- [PROBLEM]
In the records that follow, locate every line with "UserEventsRequest" and extract it.

- [GIVEN RECORDS]

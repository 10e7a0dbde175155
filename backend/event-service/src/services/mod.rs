pub mod events;
pub mod favorites;

pub use events::EventService;
pub use favorites::FavoriteService;
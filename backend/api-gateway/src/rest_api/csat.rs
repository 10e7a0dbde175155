use actix_web::{get, post, web, HttpResponse};
use validator::Validate;

use crate::clients::proto::csat::{
    GetStatisticsRequest, GetTestRequest, ListTestsRequest, SubmitAnswerRequest,
};
use crate::clients::ServiceClients;
use crate::error::Result;
use crate::middleware::AuthenticatedUser;
use crate::models::AnswerBody;

#[get("/csat/tests")]
pub async fn list_tests(clients: web::Data<ServiceClients>) -> Result<HttpResponse> {
    let resp = clients
        .csat_client()
        .list_tests(ListTestsRequest {})
        .await?
        .into_inner();
    Ok(HttpResponse::Ok().json(resp))
}

#[get("/csat/tests/{id}")]
pub async fn get_test(
    clients: web::Data<ServiceClients>,
    path: web::Path<i32>,
) -> Result<HttpResponse> {
    let resp = clients
        .csat_client()
        .get_test(GetTestRequest {
            test_id: path.into_inner(),
        })
        .await?
        .into_inner();
    Ok(HttpResponse::Ok().json(resp.test))
}

#[get("/csat/tests/{id}/statistics")]
pub async fn statistics(
    clients: web::Data<ServiceClients>,
    _user: AuthenticatedUser,
    path: web::Path<i32>,
) -> Result<HttpResponse> {
    let resp = clients
        .csat_client()
        .get_statistics(GetStatisticsRequest {
            test_id: path.into_inner(),
        })
        .await?
        .into_inner();
    Ok(HttpResponse::Ok().json(resp))
}

#[post("/csat/answers")]
pub async fn submit_answer(
    clients: web::Data<ServiceClients>,
    user: AuthenticatedUser,
    body: web::Json<AnswerBody>,
) -> Result<HttpResponse> {
    body.validate()?;
    let resp = clients
        .csat_client()
        .submit_answer(SubmitAnswerRequest {
            user_id: user.0.to_string(),
            question_id: body.question_id,
            rating: body.rating,
        })
        .await?
        .into_inner();
    Ok(HttpResponse::Created().json(resp))
}
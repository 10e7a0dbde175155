pub mod password;
pub mod token;

pub use password::{hash_password, validate_password_strength, verify_password};
pub use token::generate_session_token;
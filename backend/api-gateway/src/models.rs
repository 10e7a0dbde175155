//! HTTP request and response bodies
//!
//! Downstream response messages are serialized as-is; the types here cover
//! request bodies and responses the gateway shapes itself.

use serde::{Deserialize, Serialize};
use validator::Validate;

use crate::clients::proto::auth::AuthUser;

#[derive(Debug, Deserialize, Validate)]
pub struct RegisterBody {
    #[validate(length(min = 3, max = 30))]
    pub username: String,
    #[validate(email, length(max = 255))]
    pub email: String,
    #[validate(length(min = 8, max = 128))]
    pub password: String,
}

#[derive(Debug, Deserialize, Validate)]
pub struct LoginBody {
    /// Username or email
    #[validate(length(min = 1, max = 255))]
    pub login: String,
    #[validate(length(min = 1, max = 128))]
    pub password: String,
}

#[derive(Debug, Deserialize, Validate)]
pub struct ChangePasswordBody {
    #[validate(length(min = 1, max = 128))]
    pub old_password: String,
    #[validate(length(min = 8, max = 128))]
    pub new_password: String,
}

/// Absent fields stay unchanged; an empty `avatar_url` or `about` clears it
#[derive(Debug, Default, Deserialize)]
pub struct UpdateProfileBody {
    pub username: Option<String>,
    pub email: Option<String>,
    pub avatar_url: Option<String>,
    pub about: Option<String>,
}

#[derive(Debug, Deserialize, Validate)]
pub struct EventBody {
    #[validate(length(min = 1, max = 255))]
    pub title: String,
    #[serde(default)]
    #[validate(length(max = 5000))]
    pub description: String,
    pub location: Option<String>,
    /// Unix seconds
    pub event_start: i64,
    pub event_end: i64,
    pub category_id: Option<i32>,
    /// 0 means unlimited
    #[serde(default)]
    #[validate(range(min = 0))]
    pub capacity: i32,
    pub image_url: Option<String>,
}

#[derive(Debug, Deserialize, Validate)]
pub struct AnswerBody {
    pub question_id: i32,
    #[validate(range(min = 1, max = 5))]
    pub rating: i32,
}

#[derive(Debug, Default, Deserialize)]
pub struct PageQuery {
    pub limit: Option<i32>,
    pub offset: Option<i32>,
}

impl PageQuery {
    /// Zero lets the backend apply its default page size
    pub fn limit(&self) -> i32 {
        self.limit.unwrap_or(0)
    }

    pub fn offset(&self) -> i32 {
        self.offset.unwrap_or(0)
    }
}

#[derive(Debug, Default, Deserialize)]
pub struct SearchQuery {
    #[serde(default)]
    pub q: String,
    pub category: Option<i32>,
    pub limit: Option<i32>,
    pub offset: Option<i32>,
}

/// Register/login response; the session token only travels in the cookie
#[derive(Debug, Serialize)]
pub struct SessionResponse {
    pub user: Option<AuthUser>,
    pub expires_at: i64,
}

#[derive(Debug, Serialize)]
pub struct CurrentSessionResponse<T: Serialize> {
    pub user: Option<T>,
    pub expires_in: i64,
}

#[derive(Debug, Serialize)]
pub struct SubscriptionStatus {
    pub subscribed: bool,
}

#[derive(Debug, Serialize)]
pub struct ChangePasswordResponse {
    pub revoked_sessions: i32,
}

#[cfg(test)]
mod tests {
    use super::*;

    #[test]
    fn test_event_body_defaults() {
        let body: EventBody = serde_json::from_str(
            r#"{"title":"Gig","event_start":1900000000,"event_end":1900003600}"#,
        )
        .unwrap();
        assert_eq!(body.capacity, 0);
        assert_eq!(body.description, "");
        assert!(body.validate().is_ok());
    }

    #[test]
    fn test_answer_rating_range() {
        let body = AnswerBody {
            question_id: 1,
            rating: 6,
        };
        assert!(body.validate().is_err());
    }

    #[test]
    fn test_register_body_validation() {
        let body = RegisterBody {
            username: "ab".to_string(),
            email: "not-an-email".to_string(),
            password: "short".to_string(),
        };
        let errors = body.validate().unwrap_err();
        let fields = errors.field_errors();
        assert!(fields.contains_key("username"));
        assert!(fields.contains_key("email"));
        assert!(fields.contains_key("password"));
    }

    #[test]
    fn test_session_response_has_no_token() {
        let json = serde_json::to_value(SessionResponse {
            user: None,
            expires_at: 10,
        })
        .unwrap();
        assert!(json.get("token").is_none());
        assert_eq!(json["expires_at"], 10);
    }
}
fn main() -> Result<(), Box<dyn std::error::Error>> {
    tonic_build::configure()
        .build_server(true)
        .build_client(false)
        .compile_protos(
            &["../proto/services/auth_service.proto"],
            &["../proto/services"],
        )?;
    Ok(())
}
use sqlx::PgPool;
use uuid::Uuid;

use crate::models::{ProfileChanges, UserProfile};

pub struct UserRepository {
    pool: PgPool,
}

impl UserRepository {
    pub fn new(pool: PgPool) -> Self {
        Self { pool }
    }

    pub async fn get_profile(&self, user_id: Uuid) -> Result<Option<UserProfile>, sqlx::Error> {
        sqlx::query_as::<_, UserProfile>(
            r#"
            SELECT
                u.id, u.username, u.email, u.avatar_url, u.about, u.created_at, u.updated_at,
                (SELECT COUNT(*) FROM subscriptions s WHERE s.followed_id = u.id) AS subscribers_count,
                (SELECT COUNT(*) FROM subscriptions s WHERE s.subscriber_id = u.id) AS subscriptions_count
            FROM users u
            WHERE u.id = $1
            "#,
        )
        .bind(user_id)
        .fetch_optional(&self.pool)
        .await
    }

    /// Returns false if the user does not exist
    pub async fn update_profile(
        &self,
        user_id: Uuid,
        changes: &ProfileChanges,
    ) -> Result<bool, sqlx::Error> {
        let result = sqlx::query(
            r#"
            UPDATE users SET
                username = COALESCE($2, username),
                email = COALESCE($3, email),
                avatar_url = CASE WHEN $4::TEXT IS NULL THEN avatar_url ELSE NULLIF($4, '') END,
                about = CASE WHEN $5::TEXT IS NULL THEN about ELSE NULLIF($5, '') END,
                updated_at = NOW()
            WHERE id = $1
            "#,
        )
        .bind(user_id)
        .bind(changes.username.as_deref())
        .bind(changes.email.as_deref())
        .bind(changes.avatar_url.as_deref())
        .bind(changes.about.as_deref())
        .execute(&self.pool)
        .await?;

        Ok(result.rows_affected() > 0)
    }
}
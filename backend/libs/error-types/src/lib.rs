//! Shared error taxonomy for EventHub backend services
//!
//! Every service reports failures through [`ServiceError`], which maps onto a
//! small fixed set of gRPC status codes at the transport boundary. The gateway
//! turns those codes back into HTTP statuses with [`http::http_status_for`].

use thiserror::Error;
use tonic::Status;

pub mod database;
pub mod http;

pub use database::DatabaseError;
pub use http::HttpErrorResponse;

/// Core service error type used across all EventHub services
#[derive(Debug, Error)]
pub enum ServiceError {
    /// Resource not found
    #[error("{resource} not found")]
    NotFound { resource: &'static str },

    /// Resource already exists
    #[error("{message}")]
    Conflict { message: String },

    /// Missing or invalid credentials/session
    #[error("{message}")]
    Unauthenticated { message: String },

    /// Caller is authenticated but may not act on the resource
    #[error("not allowed to {action}")]
    PermissionDenied { action: &'static str },

    /// Invalid input provided
    #[error("{message}")]
    InvalidInput { message: String },

    /// Database operation failed
    #[error("database error")]
    Database {
        #[source]
        source: DatabaseError,
    },

    /// Internal server error (catch-all)
    #[error("internal server error")]
    Internal {
        #[source]
        source: anyhow::Error,
    },
}

impl ServiceError {
    pub fn not_found(resource: &'static str) -> Self {
        Self::NotFound { resource }
    }

    pub fn conflict(message: impl Into<String>) -> Self {
        Self::Conflict {
            message: message.into(),
        }
    }

    pub fn unauthenticated(message: impl Into<String>) -> Self {
        Self::Unauthenticated {
            message: message.into(),
        }
    }

    pub fn invalid_input(message: impl Into<String>) -> Self {
        Self::InvalidInput {
            message: message.into(),
        }
    }

    /// Create internal error from any error type
    pub fn internal<E: Into<anyhow::Error>>(error: E) -> Self {
        Self::Internal {
            source: error.into(),
        }
    }

    /// Convert to gRPC Status for service boundaries
    pub fn to_status(&self) -> Status {
        match self {
            Self::NotFound { resource } => Status::not_found(format!("{} not found", resource)),
            Self::Conflict { message } => Status::already_exists(message),
            Self::Unauthenticated { message } => Status::unauthenticated(message),
            Self::PermissionDenied { action } => {
                Status::permission_denied(format!("not allowed to {}", action))
            }
            Self::InvalidInput { message } => Status::invalid_argument(message),
            // Don't expose database details to clients
            Self::Database { .. } => Status::internal("database operation failed"),
            Self::Internal { .. } => Status::internal("internal server error"),
        }
    }

    /// Log error with appropriate level and context
    pub fn log(&self) {
        match self {
            Self::NotFound { .. } | Self::InvalidInput { .. } | Self::Conflict { .. } => {
                tracing::debug!(error = %self, "Client error");
            }
            Self::Unauthenticated { .. } | Self::PermissionDenied { .. } => {
                tracing::warn!(error = %self, "Authorization failure");
            }
            Self::Database { source } => {
                tracing::error!(error = %source, "Database error");
            }
            Self::Internal { source } => {
                tracing::error!(error = ?source, "Server error");
            }
        }
    }
}

impl From<DatabaseError> for ServiceError {
    fn from(err: DatabaseError) -> Self {
        match err {
            DatabaseError::RowNotFound => Self::NotFound {
                resource: "resource",
            },
            DatabaseError::UniqueViolation { .. } => Self::Conflict {
                message: "resource already exists".to_string(),
            },
            // The referenced row is missing
            DatabaseError::ForeignKeyViolation { .. } => Self::NotFound {
                resource: "referenced resource",
            },
            DatabaseError::CheckViolation { constraint } => Self::InvalidInput {
                message: format!("constraint violated: {}", constraint),
            },
            other => Self::Database { source: other },
        }
    }
}

impl From<sqlx::Error> for ServiceError {
    fn from(err: sqlx::Error) -> Self {
        DatabaseError::from(err).into()
    }
}

/// Logs once and converts, so gRPC handlers can use `?` directly.
impl From<ServiceError> for Status {
    fn from(err: ServiceError) -> Self {
        err.log();
        err.to_status()
    }
}

/// Result type alias for service operations
pub type ServiceResult<T> = Result<T, ServiceError>;
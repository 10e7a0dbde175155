//! Double-submit CSRF tokens bound to a session
//!
//! Token format: `{expiry_unix}.{hex(HMAC-SHA256(secret, session_token "." expiry_unix))}`

use hmac::{Hmac, Mac};
use sha2::Sha256;
use thiserror::Error;

type HmacSha256 = Hmac<Sha256>;

#[derive(Debug, Error, PartialEq, Eq)]
pub enum CsrfError {
    #[error("malformed CSRF token")]
    Malformed,
    #[error("CSRF token expired")]
    Expired,
    #[error("CSRF token does not match session")]
    BadSignature,
    #[error("invalid CSRF secret")]
    InvalidKey,
}

#[derive(Clone)]
pub struct CsrfTokens {
    keyed: HmacSha256,
    ttl_secs: i64,
}

impl CsrfTokens {
    pub fn new(secret: &[u8], ttl_secs: i64) -> Result<Self, CsrfError> {
        let keyed = HmacSha256::new_from_slice(secret).map_err(|_| CsrfError::InvalidKey)?;
        Ok(Self { keyed, ttl_secs })
    }

    pub fn ttl_secs(&self) -> i64 {
        self.ttl_secs
    }

    fn mac(&self, session_token: &str, expiry: i64) -> HmacSha256 {
        let mut mac = self.keyed.clone();
        mac.update(session_token.as_bytes());
        mac.update(b".");
        mac.update(expiry.to_string().as_bytes());
        mac
    }

    pub fn issue(&self, session_token: &str, now: i64) -> String {
        let expiry = now + self.ttl_secs;
        let signature = self.mac(session_token, expiry).finalize().into_bytes();
        format!("{}.{}", expiry, hex::encode(signature))
    }

    pub fn verify(&self, token: &str, session_token: &str, now: i64) -> Result<(), CsrfError> {
        let (expiry, signature) = token.split_once('.').ok_or(CsrfError::Malformed)?;
        let expiry: i64 = expiry.parse().map_err(|_| CsrfError::Malformed)?;
        let signature = hex::decode(signature).map_err(|_| CsrfError::Malformed)?;

        if expiry <= now {
            return Err(CsrfError::Expired);
        }

        self.mac(session_token, expiry)
            .verify_slice(&signature)
            .map_err(|_| CsrfError::BadSignature)
    }
}
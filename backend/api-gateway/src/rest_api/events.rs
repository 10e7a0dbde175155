use actix_web::{delete, get, post, put, web, HttpResponse};
use tracing::info;
use validator::Validate;

use crate::clients::proto::event::{
    AddEventRequest, DeleteEventRequest, EventInput, FavoriteRequest, GetCategoriesRequest,
    GetEventRequest, PageRequest, SearchEventsRequest, UpdateEventRequest, UserEventsRequest,
};
use crate::clients::ServiceClients;
use crate::error::Result;
use crate::middleware::AuthenticatedUser;
use crate::models::{EventBody, PageQuery, SearchQuery};

fn to_input(body: EventBody) -> Result<EventInput> {
    body.validate()?;
    Ok(EventInput {
        title: body.title,
        description: body.description,
        location: body.location,
        event_start: body.event_start,
        event_end: body.event_end,
        category_id: body.category_id,
        capacity: body.capacity,
        image_url: body.image_url,
    })
}

#[get("/events")]
pub async fn search_events(
    clients: web::Data<ServiceClients>,
    query: web::Query<SearchQuery>,
) -> Result<HttpResponse> {
    let query = query.into_inner();
    let resp = clients
        .event_client()
        .search_events(SearchEventsRequest {
            query: query.q,
            category_id: query.category,
            limit: query.limit.unwrap_or(0),
            offset: query.offset.unwrap_or(0),
        })
        .await?
        .into_inner();
    Ok(HttpResponse::Ok().json(resp))
}

#[get("/events/upcoming")]
pub async fn upcoming_events(
    clients: web::Data<ServiceClients>,
    query: web::Query<PageQuery>,
) -> Result<HttpResponse> {
    let resp = clients
        .event_client()
        .get_upcoming_events(PageRequest {
            limit: query.limit(),
            offset: query.offset(),
        })
        .await?
        .into_inner();
    Ok(HttpResponse::Ok().json(resp))
}

#[get("/events/past")]
pub async fn past_events(
    clients: web::Data<ServiceClients>,
    query: web::Query<PageQuery>,
) -> Result<HttpResponse> {
    let resp = clients
        .event_client()
        .get_past_events(PageRequest {
            limit: query.limit(),
            offset: query.offset(),
        })
        .await?
        .into_inner();
    Ok(HttpResponse::Ok().json(resp))
}

/// Upcoming events from users the caller subscribes to
#[get("/events/feed")]
pub async fn feed(
    clients: web::Data<ServiceClients>,
    user: AuthenticatedUser,
    query: web::Query<PageQuery>,
) -> Result<HttpResponse> {
    let resp = clients
        .event_client()
        .get_subscriptions_events(UserEventsRequest {
            user_id: user.0.to_string(),
            limit: query.limit(),
            offset: query.offset(),
        })
        .await?
        .into_inner();
    Ok(HttpResponse::Ok().json(resp))
}

#[get("/events/categories")]
pub async fn categories(clients: web::Data<ServiceClients>) -> Result<HttpResponse> {
    let resp = clients
        .event_client()
        .get_categories(GetCategoriesRequest {})
        .await?
        .into_inner();
    Ok(HttpResponse::Ok().json(resp))
}

#[post("/events")]
pub async fn create_event(
    clients: web::Data<ServiceClients>,
    user: AuthenticatedUser,
    body: web::Json<EventBody>,
) -> Result<HttpResponse> {
    let event = to_input(body.into_inner())?;
    let resp = clients
        .event_client()
        .add_event(AddEventRequest {
            owner_id: user.0.to_string(),
            event: Some(event),
        })
        .await?
        .into_inner();

    if let Some(event) = &resp.event {
        info!(event_id = %event.id, owner_id = %user.0, "Event created");
    }
    Ok(HttpResponse::Created().json(resp.event))
}

#[get("/events/{id}")]
pub async fn get_event(
    clients: web::Data<ServiceClients>,
    path: web::Path<String>,
) -> Result<HttpResponse> {
    let resp = clients
        .event_client()
        .get_event(GetEventRequest {
            event_id: path.into_inner(),
        })
        .await?
        .into_inner();
    Ok(HttpResponse::Ok().json(resp.event))
}

#[put("/events/{id}")]
pub async fn update_event(
    clients: web::Data<ServiceClients>,
    user: AuthenticatedUser,
    path: web::Path<String>,
    body: web::Json<EventBody>,
) -> Result<HttpResponse> {
    let event = to_input(body.into_inner())?;
    let resp = clients
        .event_client()
        .update_event(UpdateEventRequest {
            event_id: path.into_inner(),
            requester_id: user.0.to_string(),
            event: Some(event),
        })
        .await?
        .into_inner();
    Ok(HttpResponse::Ok().json(resp.event))
}

#[delete("/events/{id}")]
pub async fn delete_event(
    clients: web::Data<ServiceClients>,
    user: AuthenticatedUser,
    path: web::Path<String>,
) -> Result<HttpResponse> {
    let event_id = path.into_inner();
    clients
        .event_client()
        .delete_event(DeleteEventRequest {
            event_id: event_id.clone(),
            requester_id: user.0.to_string(),
        })
        .await?;
    info!(event_id = %event_id, user_id = %user.0, "Event deleted");
    Ok(HttpResponse::NoContent().finish())
}

#[post("/events/{id}/favorite")]
pub async fn add_favorite(
    clients: web::Data<ServiceClients>,
    user: AuthenticatedUser,
    path: web::Path<String>,
) -> Result<HttpResponse> {
    clients
        .event_client()
        .add_to_favorites(FavoriteRequest {
            user_id: user.0.to_string(),
            event_id: path.into_inner(),
        })
        .await?;
    Ok(HttpResponse::NoContent().finish())
}

#[delete("/events/{id}/favorite")]
pub async fn remove_favorite(
    clients: web::Data<ServiceClients>,
    user: AuthenticatedUser,
    path: web::Path<String>,
) -> Result<HttpResponse> {
    clients
        .event_client()
        .remove_from_favorites(FavoriteRequest {
            user_id: user.0.to_string(),
            event_id: path.into_inner(),
        })
        .await?;
    Ok(HttpResponse::NoContent().finish())
}

#[get("/favorites")]
pub async fn favorites(
    clients: web::Data<ServiceClients>,
    user: AuthenticatedUser,
    query: web::Query<PageQuery>,
) -> Result<HttpResponse> {
    let resp = clients
        .event_client()
        .get_favorites(UserEventsRequest {
            user_id: user.0.to_string(),
            limit: query.limit(),
            offset: query.offset(),
        })
        .await?
        .into_inner();
    Ok(HttpResponse::Ok().json(resp))
}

- [REPLY]
    GetEventRequest, PageRequest, SearchEventsRequest, UpdateEventRequest, UserEventsRequest,
        .get_subscriptions_events(UserEventsRequest {
        .get_favorites(UserEventsRequest {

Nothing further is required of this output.